The seminal work attributed to the development of multiscale modeling began in the 1970's when Warshel joined Karplus's lab at Harvard as a postdoctoral fellow. Warshel had just completed his doctorate in chemical physics at the Weizmann Institute of Science in Rehovot, Israel, where he worked under the guidance of Shneior Lifson to develop methods to calculate consistent force fields of molecules^1,2. Lifson, who passed away in 2001, is considered a founding father of computational structural biology and also mentored Levitt as a young student. Karplus had expertise in applying quantum mechanics to chemical reactions. Together they developed a computer program that used a combination of classical and quantum mechanical calculations to consistently determine the ground and excited state potentials of complex molecules³. This was the first time that classical and quantum mechanics were used together to model complex molecules, and a similar method was also used to calculate changes in the conformation of retinal isomers upon photoactivation^4,5. This novel approach was based on partitioning electrons in planar molecules such that Π-electrons were modeled using quantum chemical calculations and σ-electrons and nuclei modeled using classical mechanics.

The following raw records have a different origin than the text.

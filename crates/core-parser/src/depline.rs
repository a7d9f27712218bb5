//! Dependency lines (§4.2.2): `TARGETS OP [SOURCES] [; INLINE_CMD]`, and the
//! table of special-target keywords that switch the line into special mode.

use core_model::{Graph, Handle, Kind};

#[derive(Debug, Clone, Copy, PartialEq, Eq)]
pub enum Operator {
    Depends,  // :
    DoubleDep, // ::
    Force,     // !
}

impl Operator {
    fn to_kind(self) -> Kind {
        match self {
            Operator::Depends => Kind::DEPENDS,
            Operator::DoubleDep => Kind::DOUBLEDEP,
            Operator::Force => Kind::FORCE,
        }
    }
}

#[derive(Debug, Clone, PartialEq, Eq)]
pub struct DepLine {
    pub targets: Vec<String>,
    pub op: Operator,
    pub sources: Vec<String>,
    pub inline_cmd: Option<String>,
}

#[derive(Debug, thiserror::Error, PartialEq, Eq)]
pub enum DepLineError {
    #[error("no operator (`:`, `::`, or `!`) found in dependency line")]
    NoOperator,
    #[error("mixing a special target with a mundane target on the same line")]
    MixedSpecialAndMundane,
    #[error("target `{0}` already has operator `{1:?}`, cannot also be `{2:?}`")]
    OperatorConflict(String, Kind, Kind),
}

/// Split a dependency line on its first top-level `:`/`::`/`!`, honoring a
/// leading `::` before falling back to a single `:`.
pub fn parse_dep_line(line: &str) -> Result<DepLine, DepLineError> {
    let bytes = line.as_bytes();
    let mut i = 0;
    let mut op_at = None;
    while i < bytes.len() {
        match bytes[i] {
            b'!' => {
                op_at = Some((i, Operator::Force, 1));
                break;
            }
            b':' => {
                if bytes.get(i + 1) == Some(&b':') {
                    op_at = Some((i, Operator::DoubleDep, 2));
                } else {
                    op_at = Some((i, Operator::Depends, 1));
                }
                break;
            }
            _ => i += 1,
        }
    }
    let (pos, op, len) = op_at.ok_or(DepLineError::NoOperator)?;

    let targets: Vec<String> = line[..pos].split_whitespace().map(String::from).collect();
    let rest = &line[pos + len..];
    let (sources_part, inline_cmd) = match rest.find(';') {
        Some(semi) => (&rest[..semi], Some(rest[semi + 1..].trim().to_string())),
        None => (rest, None),
    };
    let sources: Vec<String> = sources_part.split_whitespace().map(String::from).collect();

    Ok(DepLine {
        targets,
        op,
        sources,
        inline_cmd,
    })
}

/// The special-target keyword table (§4.2.2). `None` means `name` is a
/// mundane target.
#[derive(Debug, Clone, Copy, PartialEq, Eq)]
pub enum Special {
    Hook,
    Default,
    DeleteOnError,
    GlobalOrAttr(Kind),
    Attr(Kind),
    Main,
    NotParallel,
    SingleShell,
    Suffixes,
    Null,
    Path,
    PathSuffix,
    IncludesOrLibs,
    Order,
    Wait,
    Configure,
}

pub fn classify_special(name: &str) -> Option<Special> {
    use Special::*;
    Some(match name {
        ".BEGIN" | ".END" | ".INTERRUPT" | ".STALE" | ".ERROR" => Hook,
        ".DEFAULT" => Default,
        ".DELETE_ON_ERROR" => DeleteOnError,
        ".IGNORE" => GlobalOrAttr(Kind::IGNORE),
        ".SILENT" => GlobalOrAttr(Kind::SILENT),
        ".PRECIOUS" => GlobalOrAttr(Kind::PRECIOUS),
        ".PHONY" => Attr(Kind::PHONY),
        ".NOPATH" => Attr(Kind::NOPATH),
        ".NOTMAIN" => Attr(Kind::NOTMAIN),
        ".OPTIONAL" => Attr(Kind::OPTIONAL),
        ".MAKE" => Attr(Kind::MAKE),
        ".MADE" => Attr(Kind::MADE_ATTR),
        ".META" => Attr(Kind::META),
        ".NOMETA" => Attr(Kind::NOMETA),
        ".NOMETA_CMP" => Attr(Kind::NOMETA_CMP),
        ".USE" => Attr(Kind::USE),
        ".USEBEFORE" => Attr(Kind::USEBEFORE),
        ".INVISIBLE" => Attr(Kind::INVISIBLE),
        ".JOIN" => Attr(Kind::JOIN),
        ".EXEC" => Attr(Kind::EXEC),
        ".MAIN" => Main,
        ".NOTPARALLEL" | ".NO_PARALLEL" => NotParallel,
        ".SINGLESHELL" => SingleShell,
        ".SUFFIXES" => Suffixes,
        ".NULL" => Null,
        ".PATH" => Path,
        s if s.starts_with(".PATH.") => PathSuffix,
        ".INCLUDES" | ".LIBS" => IncludesOrLibs,
        ".ORDER" => Order,
        ".WAIT" => Wait,
        ".OBJDIR" | ".SHELL" | ".POSIX" | ".MAKEFLAGS" | ".MFLAGS" => Configure,
        _ => return None,
    })
}

/// Returns `true` if any target name in `names` is a recognized special
/// keyword. Used to detect the "mixing special and mundane" error (§4.2.2).
pub fn any_special(names: &[String]) -> bool {
    names.iter().any(|n| classify_special(n).is_some())
}

pub fn all_special(names: &[String]) -> bool {
    !names.is_empty() && names.iter().all(|n| classify_special(n).is_some())
}

/// Apply `op` to `target`'s kind bits, rejecting a conflicting operator
/// class already set by an earlier line (§4.2.2 "Applying the operator").
/// For `::` the caller is responsible for creating a cohort instead of
/// reusing `target` directly; this only records the kind bits on whichever
/// node (centurion or cohort) the caller passes in.
pub fn apply_operator(graph: &mut Graph, target: Handle, op: Operator) -> Result<(), DepLineError> {
    let existing = graph.node(target).kind.operator();
    let new_op = op.to_kind();
    if !existing.is_empty() && existing != new_op {
        return Err(DepLineError::OperatorConflict(
            graph.node(target).name.clone(),
            existing,
            new_op,
        ));
    }
    graph.node_mut(target).kind |= new_op;
    Ok(())
}

#[cfg(test)]
mod tests {
    use super::*;

    #[test]
    fn parses_basic_depends_line() {
        let d = parse_dep_line("all: foo bar").unwrap();
        assert_eq!(d.targets, vec!["all"]);
        assert_eq!(d.op, Operator::Depends);
        assert_eq!(d.sources, vec!["foo", "bar"]);
        assert_eq!(d.inline_cmd, None);
    }

    #[test]
    fn doubledep_operator_preferred_over_single_colon() {
        let d = parse_dep_line("lib::obj.o").unwrap();
        assert_eq!(d.op, Operator::DoubleDep);
        assert_eq!(d.sources, vec!["obj.o"]);
    }

    #[test]
    fn force_operator() {
        let d = parse_dep_line("always! cmd.o").unwrap();
        assert_eq!(d.op, Operator::Force);
    }

    #[test]
    fn inline_command_after_semicolon() {
        let d = parse_dep_line("out: in ; echo building").unwrap();
        assert_eq!(d.sources, vec!["in"]);
        assert_eq!(d.inline_cmd.as_deref(), Some("echo building"));
    }

    #[test]
    fn no_operator_is_an_error() {
        assert_eq!(parse_dep_line("just text").unwrap_err(), DepLineError::NoOperator);
    }

    #[test]
    fn special_keyword_classification() {
        assert_eq!(classify_special(".PHONY"), Some(Special::Attr(Kind::PHONY)));
        assert_eq!(classify_special(".PATH.c"), Some(Special::PathSuffix));
        assert_eq!(classify_special("all"), None);
    }

    #[test]
    fn mixed_special_and_mundane_detected() {
        let names = vec![".PHONY".to_string(), "all".to_string()];
        assert!(any_special(&names));
        assert!(!all_special(&names));
    }

    #[test]
    fn operator_conflict_is_rejected() {
        let mut g = Graph::new();
        let t = g.get("x");
        apply_operator(&mut g, t, Operator::Depends).unwrap();
        let err = apply_operator(&mut g, t, Operator::Force).unwrap_err();
        assert!(matches!(err, DepLineError::OperatorConflict(..)));
    }

    #[test]
    fn reapplying_same_operator_is_fine() {
        let mut g = Graph::new();
        let t = g.get("x");
        apply_operator(&mut g, t, Operator::Depends).unwrap();
        apply_operator(&mut g, t, Operator::Depends).unwrap();
        assert!(g.node(t).kind.contains(Kind::DEPENDS));
    }
}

Warshel returned to Weizmann after his postdoctoral training and started working with Levitt, who had also come back to Weizmann after completing a research fellowship at Cambridge University. Their groundbreaking work involved developing a universal scheme to partition electrons in a molecule that are modeled using classical or quantum approaches. This hybrid quantum mechanics/molecular mechanics approach made it possible to model chemical reaction and complex molecules like proteins by combining the accuracy of quantum mechanics and the speed of classical molecular mechanics . They used this hybrid approach to model how lysozyme cleaves a glycoside chain. Levitt and Warshel also developed computational methods to study the folding of bovine pancreatic trypsin inhibitor by grouping atoms that could be modeled classically in rigid "pseudoatoms," which greatly enhanced the speed by which folding could be modeled .

The work of Karplus, Levitt, and Warshel formed the foundation of molecular modeling and has been essential to moving forward research in both theoretical and experimental chemistry and biochemistry. Levitt, a previous keynote speaker at the 3Dsig satellite meeting of ISMB, as well as Karplus and Warshel have been honored with lifetime membership in ISCB in recognition of this achievement.

References

¹Lifson S, Warshel A. (1968). A Consistent Force Field for Calculation on Conformations, Vibrational Spectra and Enthalpies of Cycloalkanes and n-Alkane Molecules. J. Phys. Chem. 49 (11): 5116.

²Warshel A, Lifson S. (1970). Consistent Force Field Calculations. II. Crystal Structure, Sublimation Energies, Molecular and Lattice Vibrations, Molecular Conformations and Enthalpies of Alkanes. J. Chem. Phys. 53 (2): 582.

³Warshel A, Karplus M. (1972). Calculation of ground and excited state potential surfaces of conjugated molecules. I. Formulation and parametrization. J. Am. Chem. Soc. 94 (16): 5612.

⁴Rowan R, Warshel A, Sykes BD, and Karplus M. (1974). Conformation of Retinal Isomers. Biochemistry. 13(5): 970.

⁵Warshel A, Karplus M. (1974). Calculation of pi-pi excited state conformations and vibronic structure of retinal and related molecules. J. Am. Chem. Soc. 96(18):5677.

⁶Warshel, A; Levitt, M (1976). Theoretical studies of enzymic reactions: Dielectric, electrostatic and steric stabilization of the carbonium ion in the reaction of lysozyme. J. Mol. Biol. 103 (2): 227.

⁷Levitt M, Warshel A. (1975). Computer simulation of protein folding. Nature. 253: 694.